### Available records
Start of Block

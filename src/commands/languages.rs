use crate::EXIT_SUCCESS;
use crate::cli::{Cli, LanguagesArgs};

use super::context::{load_registry, report_error};

#[must_use]
pub fn run_languages(args: &LanguagesArgs, cli: &Cli) -> i32 {
    run_languages_impl(args, cli).unwrap_or_else(|e| report_error(&e))
}

/// # Errors
/// Returns an error if the configuration cannot be loaded.
pub fn run_languages_impl(args: &LanguagesArgs, cli: &Cli) -> crate::Result<i32> {
    let registry = load_registry(cli)?;
    let output = args.format.formatter().format_languages(registry.all())?;
    print!("{output}");
    Ok(EXIT_SUCCESS)
}
impl LanguageRule {
    #[must_use]
    pub fn new(name: &str, extensions: Vec<&str>) -> Self {
        Self {
            name: name.to_string(),
            aliases: Vec::new(),
            extensions: extensions.into_iter().map(String::from).collect(),
            line_comments: Vec::new(),
            line_comments_at_word_start: false,
            block_comments: Vec::new(),
            nested: false,
            quotes: Vec::new(),
        }
    }

    #[must_use]
    pub fn with_aliases(mut self, aliases: Vec<&str>) -> Self {
        self.aliases = aliases.into_iter().map(String::from).collect();
        self
    }

    #[must_use]
    pub fn with_line_comments(mut self, markers: Vec<&str>) -> Self {
        self.line_comments = markers.into_iter().map(String::from).collect();
        self
    }

    #[must_use]
    pub const fn at_word_start(mut self) -> Self {
        self.line_comments_at_word_start = true;
        self
    }

    #[must_use]
    pub fn with_block_comment(mut self, block: BlockComment) -> Self {
        self.block_comments.push(block);
        self
    }

    #[must_use]
    pub const fn with_nesting(mut self) -> Self {
        self.nested = true;
        self
    }

    #[must_use]
    pub fn with_quote(mut self, quote: QuoteRule) -> Self {
        self.quotes.push(quote);
        self
    }

    /// The `/* */` + `//` + `"` + `'` rule set shared by the C family.
    ///
    /// `'` opens a character literal only, so `1'000` and other stray quotes
    /// stay code.
    #[must_use]
    pub fn c_style(name: &str, extensions: Vec<&str>) -> Self {
        Self::new(name, extensions)
            .with_line_comments(vec!["//"])
            .with_block_comment(BlockComment::new("/*", "*/"))
            .with_quote(QuoteRule::escaped("\""))
            .with_quote(QuoteRule::escaped("'").with_max_len(CHAR_ESCAPE_MAX))
    }

    /// C-style comments with `"`, `'` and `` ` `` strings.
    fn ecmascript(name: &str, extensions: Vec<&str>) -> Self {
        Self::new(name, extensions)
            .with_line_comments(vec!["//"])
            .with_block_comment(BlockComment::new("/*", "*/"))
            .with_quote(QuoteRule::escaped("\""))
            .with_quote(QuoteRule::escaped("'"))
            .with_quote(QuoteRule::escaped("`").multiline())
    }

    /// Build a rule from a `[languages.<name>]` config table.
    #[must_use]
    pub fn from_custom(name: &str, config: &CustomLanguageConfig) -> Self {
        Self {
            name: name.to_string(),
            aliases: config.aliases.clone(),
            extensions: config.extensions.clone(),
            line_comments: config.line_comments.clone(),
            line_comments_at_word_start: config.line_comments_at_word_start,
            block_comments: config
                .block_comments
                .iter()
                .map(|(start, end)| BlockComment::new(start, end))
                .collect(),
            nested: config.nested,
            quotes: config.quotes.iter().map(quote_from_config).collect(),
        }
    }

    /// Whether the language has any marker the scanner could act on.
    #[must_use]
    pub fn has_markers(&self) -> bool {
        !(self.line_comments.is_empty() && self.block_comments.is_empty() && self.quotes.is_empty())
    }
}

fn quote_from_config(config: &QuoteConfig) -> QuoteRule {
    QuoteRule {
        delimiter: Delimiter::fixed(&config.open, config.close_marker()),
        escape: config.escape,
        multiline: config.multiline,
        doubled_close: config.doubled_close,
        max_len: None,
        docstring: config.docstring,
    }
}

#[derive(Debug)]
pub struct LanguageRegistry {
    languages: Vec<LanguageRule>,
    name_map: HashMap<String, usize>,
    extension_map: HashMap<String, usize>,
}

impl LanguageRegistry {
    #[must_use]
    pub fn new() -> Self {
        Self {
            languages: Vec::new(),
            name_map: HashMap::new(),
            extension_map: HashMap::new(),
        }
    }

    /// Register a language. A language with the same name replaces the old entry.
    pub fn register(&mut self, language: LanguageRule) {
        let key = language.name.to_lowercase();
        let idx = if let Some(&idx) = self.name_map.get(&key) {
            self.languages[idx] = language;
            idx
        } else {
            self.languages.push(language);
            self.languages.len() - 1
        };

        let language = &self.languages[idx];
        self.name_map.insert(key, idx);
        for alias in &language.aliases {
            self.name_map.insert(alias.to_lowercase(), idx);
        }
        for ext in &language.extensions {
            self.extension_map
                .insert(ext.trim_start_matches('.').to_lowercase(), idx);
        }
    }

    /// Look up a language by name or alias (case-insensitive).
    ///
    /// # Errors
    /// Returns `SieveError::UnknownLanguage` if nothing is registered under `id`.
    pub fn rules_for(&self, id: &str) -> Result<&LanguageRule> {
        self.name_map
            .get(&id.trim().to_lowercase())
            .map(|&idx| &self.languages[idx])
            .ok_or_else(|| SieveError::UnknownLanguage(id.to_string()))
    }

    #[must_use]
    pub fn by_extension(&self, ext: &str) -> Option<&LanguageRule> {
        self.extension_map
            .get(&ext.trim_start_matches('.').to_lowercase())
            .map(|&idx| &self.languages[idx])
    }

    #[must_use]
    pub fn all(&self) -> &[LanguageRule] {
        &self.languages
    }

    /// The built-in languages plus the ones defined in config, in config order.
    #[must_use]
    pub fn with_custom_languages(custom: &IndexMap<String, CustomLanguageConfig>) -> Self {
        let mut registry = Self::default();
        for (name, config) in custom {
            registry.register(LanguageRule::from_custom(name, config));
        }
        registry
    }

    fn register_c_family(&mut self) {
        self.register(LanguageRule::c_style("C", vec!["c", "h"]));

        self.register(
            LanguageRule::c_style("C++", vec!["cpp", "hpp", "cc", "cxx", "hxx", "hh"])
                .with_aliases(vec!["cpp", "cxx"])
                .with_quote(QuoteRule::fenced(Fence::new(
                    ("R\"", "("),
                    (")", "\""),
                    Tag::Label,
                ))),
        );

        self.register(
            LanguageRule::c_style("C#", vec!["cs"])
                .with_aliases(vec!["csharp", "cs"])
                .with_quote(QuoteRule::verbatim("\"\"\"", "\"\"\""))
                .with_quote(QuoteRule::verbatim("@\"", "\"").with_doubled_close()),
        );

        self.register(
            LanguageRule::c_style("Java", vec!["java"])
                .with_quote(QuoteRule::escaped("\"\"\"").multiline()),
        );

        self.register(
            LanguageRule::ecmascript("JavaScript", vec!["js", "mjs", "cjs", "jsx"])
                .with_aliases(vec!["js"]),
        );

        self.register(
            LanguageRule::ecmascript("TypeScript", vec!["ts", "mts", "cts", "tsx"])
                .with_aliases(vec!["ts"]),
        );

        self.register(
            LanguageRule::c_style("Go", vec!["go"])
                .with_aliases(vec!["golang"])
                .with_quote(QuoteRule::verbatim("`", "`")),
        );

        self.register(
            LanguageRule::c_style("Kotlin", vec!["kt", "kts"])
                .with_nesting()
                .with_quote(QuoteRule::verbatim("\"\"\"", "\"\"\"")),
        );

        self.register(
            LanguageRule::new("PHP", vec!["php"])
                .with_line_comments(vec!["//", "#"])
                .with_block_comment(BlockComment::new("/*", "*/"))
                .with_quote(QuoteRule::escaped("\"").multiline())
                .with_quote(QuoteRule::escaped("'").multiline()),
        );
    }

    fn register_nesting_languages(&mut self) {
        // Lifetimes ('a) share the quote character with char literals.
        self.register(
            LanguageRule::new("Rust", vec!["rs"])
                .with_line_comments(vec!["//"])
                .with_block_comment(BlockComment::new("/*", "*/"))
                .with_nesting()
                .with_quote(QuoteRule::escaped("\"").multiline())
                .with_quote(QuoteRule::fenced(Fence::new(
                    ("r", "\""),
                    ("\"", ""),
                    Tag::Repeat('#'),
                )))
                .with_quote(QuoteRule::escaped("'").with_max_len(CHAR_ESCAPE_MAX)),
        );

        self.register(
            LanguageRule::new("Swift", vec!["swift"])
                .with_line_comments(vec!["//"])
                .with_block_comment(BlockComment::new("/*", "*/"))
                .with_nesting()
                .with_quote(QuoteRule::escaped("\"\"\"").multiline())
                .with_quote(QuoteRule::escaped("\""))
                .with_quote(QuoteRule::fenced(Fence::new(
                    ("#", "\""),
                    ("\"", "#"),
                    Tag::Repeat('#'),
                ))),
        );

        self.register(
            LanguageRule::new("Haskell", vec!["hs", "lhs"])
                .with_line_comments(vec!["--"])
                .with_block_comment(BlockComment::new("{-", "-}"))
                .with_nesting()
                .with_quote(QuoteRule::escaped("\"")),
        );
    }

    fn register_scripting_languages(&mut self) {
        self.register(
            LanguageRule::new("Python", vec!["py", "pyi", "pyw"])
                .with_aliases(vec!["py"])
                .with_line_comments(vec!["#"])
                .with_quote(QuoteRule::escaped("\"\"\"").multiline().as_docstring())
                .with_quote(QuoteRule::escaped("'''").multiline().as_docstring())
                .with_quote(QuoteRule::escaped("\""))
                .with_quote(QuoteRule::escaped("'")),
        );

        self.register(
            LanguageRule::new("Ruby", vec!["rb", "rake", "gemspec"])
                .with_aliases(vec!["rb"])
                .with_line_comments(vec!["#"])
                .with_block_comment(BlockComment::new("=begin", "=end").at_line_start())
                .with_quote(QuoteRule::escaped("\"").multiline())
                .with_quote(QuoteRule::escaped("'").multiline()),
        );

        self.register(
            LanguageRule::new("Shell", vec!["sh", "bash", "zsh"])
                .with_aliases(vec!["bash", "sh", "zsh"])
                .with_line_comments(vec!["#"])
                .at_word_start()
                .with_quote(QuoteRule::escaped("\"").multiline())
                .with_quote(QuoteRule::verbatim("'", "'")),
        );

        self.register(
            LanguageRule::new("Lua", vec!["lua"])
                .with_line_comments(vec!["--"])
                .with_block_comment(BlockComment::fenced(Fence::new(
                    ("--[", "["),
                    ("]", "]"),
                    Tag::Repeat('='),
                )))
                .with_quote(QuoteRule::escaped("\""))
                .with_quote(QuoteRule::escaped("'"))
                .with_quote(QuoteRule::fenced(Fence::new(
                    ("[", "["),
                    ("]", "]"),
                    Tag::Repeat('='),
                ))),
        );
    }

    fn register_markup_and_query(&mut self) {
        self.register(
            LanguageRule::new("SQL", vec!["sql"])
                .with_line_comments(vec!["--"])
                .with_block_comment(BlockComment::new("/*", "*/"))
                .with_quote(QuoteRule::verbatim("'", "'").with_doubled_close())
                .with_quote(QuoteRule::verbatim("\"", "\"").with_doubled_close()),
        );

        self.register(
            LanguageRule::new("HTML", vec!["html", "htm", "xml", "svg"])
                .with_aliases(vec!["xml"])
                .with_block_comment(BlockComment::new("<!--", "-->")),
        );
    }
}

End of Block

### Task
From the listing above, copy every line where the string "push" is found.

### Solved problem
        self.block_comments.push(block);
        self.quotes.push(quote);
            self.languages.push(language);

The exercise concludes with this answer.